Search and analyze logs at any scale

With Datadog’s user-friendly UI, team members of any technical experience can immediately start slicing and dicing large volumes of log data and performing complex investigations without having to learn a complex query language. Once the relevant logs are found, Datadog makes it easy to combine and compare the results of multiple queries and uncover trends across high cardinality data. For example, teams can quickly calculate the proportion of service logs with errors or compute statistics like average cart size per user. The results of any query can be displayed in top lists, timeseries graphs, geomap graphs, and other rich visualizations.

Accelerate investigations by grouping logs into Patterns and Transactions

Datadog offers a variety of aggregated, intelligent entry points to guide investigations. For example, the Log Patterns view intelligently clusters logs based on shared format to cut through noisy patterns and uncover outliers quickly.

To view individual log events in the context of a larger user journey or business process, engineers can use Log Transaction Queries, which aggregate logs from multiple services based on a common attribute and order them in sequence. Datadog will automatically calculate critical transactional insights like duration and max severity level to help users isolate significant flows. For example, an e-commerce application can group all logs related to the cart checkout process, across services and systems, to quickly identify bottlenecks and reasons for cart abandonment. Once a Log Transaction Query view is created, it can be saved for quick future reference.

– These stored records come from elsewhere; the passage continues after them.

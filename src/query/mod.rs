//! Query routing: turns the raw input into a search mode and a clean term.

use std::fmt;

use serde::{Deserialize, Serialize};

/// Which sources and strategy a query is answered from.
#[derive(Debug, Clone, Copy, Default, PartialEq, Eq, Hash, Serialize, Deserialize)]
#[serde(rename_all = "lowercase")]
pub enum SearchMode {
    #[default]
    All,
    Bookmarks,
    History,
    Tabs,
    /// Only search engine results.
    Search,
    Tags,
    Folders,
}

impl SearchMode {
    #[must_use]
    pub fn as_str(self) -> &'static str {
        match self {
            SearchMode::All => "all",
            SearchMode::Bookmarks => "bookmarks",
            SearchMode::History => "history",
            SearchMode::Tabs => "tabs",
            SearchMode::Search => "search",
            SearchMode::Tags => "tags",
            SearchMode::Folders => "folders",
        }
    }

    /// Modes whose results are never truncated to the result limit.
    #[must_use]
    pub fn shows_all_matches(self) -> bool {
        matches!(self, SearchMode::Tags | SearchMode::Folders | SearchMode::Tabs)
    }
}

impl fmt::Display for SearchMode {
    fn fmt(&self, f: &mut fmt::Formatter<'_>) -> fmt::Result {
        f.write_str(self.as_str())
    }
}

/// Mode prefixes in priority order.
const MODE_PREFIXES: [(&str, SearchMode); 6] = [
    ("h ", SearchMode::History),
    ("b ", SearchMode::Bookmarks),
    ("t ", SearchMode::Tabs),
    ("s ", SearchMode::Search),
    ("#", SearchMode::Tags),
    ("~", SearchMode::Folders),
];

/// Keys that move the selection or leave the popup and must not re-run a search.
const NAVIGATION_KEYS: [&str; 4] = ["ArrowUp", "ArrowDown", "Enter", "Escape"];

const MODIFIER_KEYS: [&str; 3] = ["Control", "Alt", "Shift"];

/// A routed query. An empty term selects the default listing.
#[derive(Debug, Clone, Default, PartialEq, Eq)]
pub struct Query {
    pub mode: SearchMode,
    pub term: String,
}

impl Query {
    #[must_use]
    pub fn is_empty(&self) -> bool {
        self.term.is_empty()
    }
}

/// Parse the raw input into `{mode, term}`.
///
/// The input is lower-cased, leading whitespace dropped and runs of spaces
/// collapsed before the mode prefix is matched. The remaining term is trimmed.
#[must_use]
pub fn route(raw: &str) -> Query {
    let normalized = collapse_spaces(&raw.trim_start().to_lowercase());

    let (mode, rest) = MODE_PREFIXES
        .iter()
        .find_map(|(prefix, mode)| normalized.strip_prefix(*prefix).map(|rest| (*mode, rest)))
        .unwrap_or((SearchMode::All, normalized.as_str()));

    Query {
        mode,
        term: rest.trim().to_string(),
    }
}

/// Whether a key event from live typing should trigger a search.
#[must_use]
pub fn is_search_key(key: &str) -> bool {
    !NAVIGATION_KEYS.contains(&key) && !MODIFIER_KEYS.contains(&key)
}

fn collapse_spaces(input: &str) -> String {
    let mut out = String::with_capacity(input.len());
    let mut previous_space = false;
    for c in input.chars() {
        if c == ' ' {
            if previous_space {
                continue;
            }
            previous_space = true;
        } else {
            previous_space = false;
        }
        out.push(c);
    }
    out
}
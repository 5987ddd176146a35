//! Match index trait and implementations.
//!
//! Free-text queries are answered by one [`MatchIndex`] chosen by the
//! configured [`SearchStrategy`]. Tag and folder queries bypass the index and
//! use the exact lookups in [`taxonomy`].

pub mod engines;
pub mod fuzzy;
pub mod precise;
pub mod tantivy;
pub mod taxonomy;

use crate::config::{ScoreConfig, SearchStrategy};
use crate::query::SearchMode;
use crate::record::SearchResultItem;

use self::fuzzy::FuzzyIndex;
use self::precise::PreciseIndex;

/// Trait for text match backends (precise, fuzzy).
///
/// Returned records carry a `search_score` in `[0, 1]`.
pub trait MatchIndex: Send + Sync {
    /// Search the indexed records matching `term` within the sources of `mode`.
    ///
    /// # Errors
    ///
    /// Returns an error if the search operation fails.
    fn search(&self, term: &str, mode: SearchMode) -> anyhow::Result<Vec<SearchResultItem>>;

    /// Rebuild the index from the current record set.
    ///
    /// # Errors
    ///
    /// Returns an error if indexing fails.
    fn index(&mut self, records: &[SearchResultItem]) -> anyhow::Result<()>;

    /// Number of indexed records.
    fn len(&self) -> usize;

    fn is_empty(&self) -> bool {
        self.len() == 0
    }
}

/// Create an empty match index for `strategy`.
///
/// # Errors
///
/// Returns an error if the underlying index cannot be created.
pub fn create_match_index(
    strategy: SearchStrategy,
    score: &ScoreConfig,
    fuzzy_distance: u8,
) -> anyhow::Result<Box<dyn MatchIndex>> {
    match strategy {
        SearchStrategy::Precise => Ok(Box::new(PreciseIndex::new(score)?)),
        SearchStrategy::Fuzzy => Ok(Box::new(FuzzyIndex::new(score, fuzzy_distance)?)),
    }
}
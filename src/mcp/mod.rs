//! MCP server implementation for quickopen.
//!
//! Exposes browser search as MCP tools for AI editors.

use std::borrow::Cow;
use std::fmt::Write;

use rmcp::{
    ServerHandler, ServiceExt,
    handler::server::{router::tool::ToolRouter, wrapper::Parameters},
    model::{
        CallToolResult, Content, ErrorCode, ErrorData as McpError, ServerCapabilities, ServerInfo,
    },
    schemars, tool, tool_handler, tool_router,
    transport::stdio,
};
use serde::Deserialize;

use crate::commands;

/// Parameters for `search_browser` tool.
#[derive(Debug, Deserialize, schemars::JsonSchema)]
pub struct SearchParams {
    #[schemars(
        description = "The search query. Prefix with 'h ', 'b ', 't ' or 's ' to search only history, bookmarks, tabs or search engines, '#' for tags, '~' for folders"
    )]
    pub query: String,
    #[schemars(description = "Maximum number of results to show (default: all)")]
    pub limit: Option<usize>,
}

/// MCP server exposing quickopen tools.
#[derive(Clone)]
pub struct QuickopenServer {
    tool_router: ToolRouter<Self>,
}

impl Default for QuickopenServer {
    fn default() -> Self {
        Self::new()
    }
}

fn internal_error(context: &str, e: &anyhow::Error) -> McpError {
    McpError {
        code: ErrorCode::INTERNAL_ERROR,
        message: Cow::from(format!("{context}: {e}")),
        data: None,
    }
}

#[tool_router]
impl QuickopenServer {
    #[must_use]
    pub fn new() -> Self {
        Self {
            tool_router: Self::tool_router(),
        }
    }

    #[tool(description = "Search open tabs, bookmarks and browsing history")]
    async fn search_browser(
        &self,
        Parameters(params): Parameters<SearchParams>,
    ) -> Result<CallToolResult, McpError> {
        let state = commands::run_search(&params.query, None, None)
            .map_err(|e| internal_error("Search failed", &e))?;

        if state.results.is_empty() {
            return Ok(CallToolResult::success(vec![Content::text(format!(
                "No matches found for '{}'",
                params.query
            ))]));
        }

        let limit = params.limit.unwrap_or(state.count());
        let mut output = String::new();
        for item in state.results.iter().take(limit) {
            let title = item.title.as_deref().unwrap_or(&item.url);
            let _ = write!(
                output,
                "- **{}** ({}, score {:.1})\n  {}\n",
                title, item.kind, item.score, item.original_url
            );
            if let Some(tags) = item.tags.as_ref().filter(|t| !t.is_empty()) {
                let _ = writeln!(output, "  tags: {}", tags.join(", "));
            }
        }
        let _ = write!(output, "*{} result(s) in {} mode*", state.count(), state.mode);

        Ok(CallToolResult::success(vec![Content::text(output)]))
    }

    #[tool(description = "Show how many tabs, bookmarks and history items are available")]
    async fn list_sources(&self) -> Result<CallToolResult, McpError> {
        let counts =
            commands::sources(None).map_err(|e| internal_error("Failed to load sources", &e))?;

        let output = format!(
            "- tabs: {}\n- bookmarks: {}\n- history: {}",
            counts.tabs, counts.bookmarks, counts.history
        );
        Ok(CallToolResult::success(vec![Content::text(output)]))
    }
}

#[tool_handler]
impl ServerHandler for QuickopenServer {
    fn get_info(&self) -> ServerInfo {
        ServerInfo {
            instructions: Some(
                "quickopen searches the user's browser tabs, bookmarks and history. \
                Use search_browser to find pages and list_sources to see what data is available."
                    .into(),
            ),
            capabilities: ServerCapabilities::builder().enable_tools().build(),
            ..Default::default()
        }
    }
}

/// Start the MCP server with stdio transport.
///
/// # Errors
///
/// Returns an error if the server fails to start or encounters a fatal error.
pub async fn serve() -> anyhow::Result<()> {
    let server = QuickopenServer::new();
    let service = server.serve(stdio()).await?;
    service.waiting().await?;
    Ok(())
}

Augmented troubleshooting with Watchdog Insights

When investigating an incident, an individual user may lack the system or application context to know which parts of an organization's systems and applications are responsible. Datadog’s Watchdog Insights is a recommendation engine that automatically detects if a specific host, service, or other log attribute is showing a disproportionate number of errors. This guides on-call engineers and incident commanders even when an investigation involves systems they’re unfamiliar with, and helps them bring the right people into the conversation. Watchdog Insights fits seamlessly into existing Log Explorer workflows, directing engineers to unusual errors within the scope of their current query.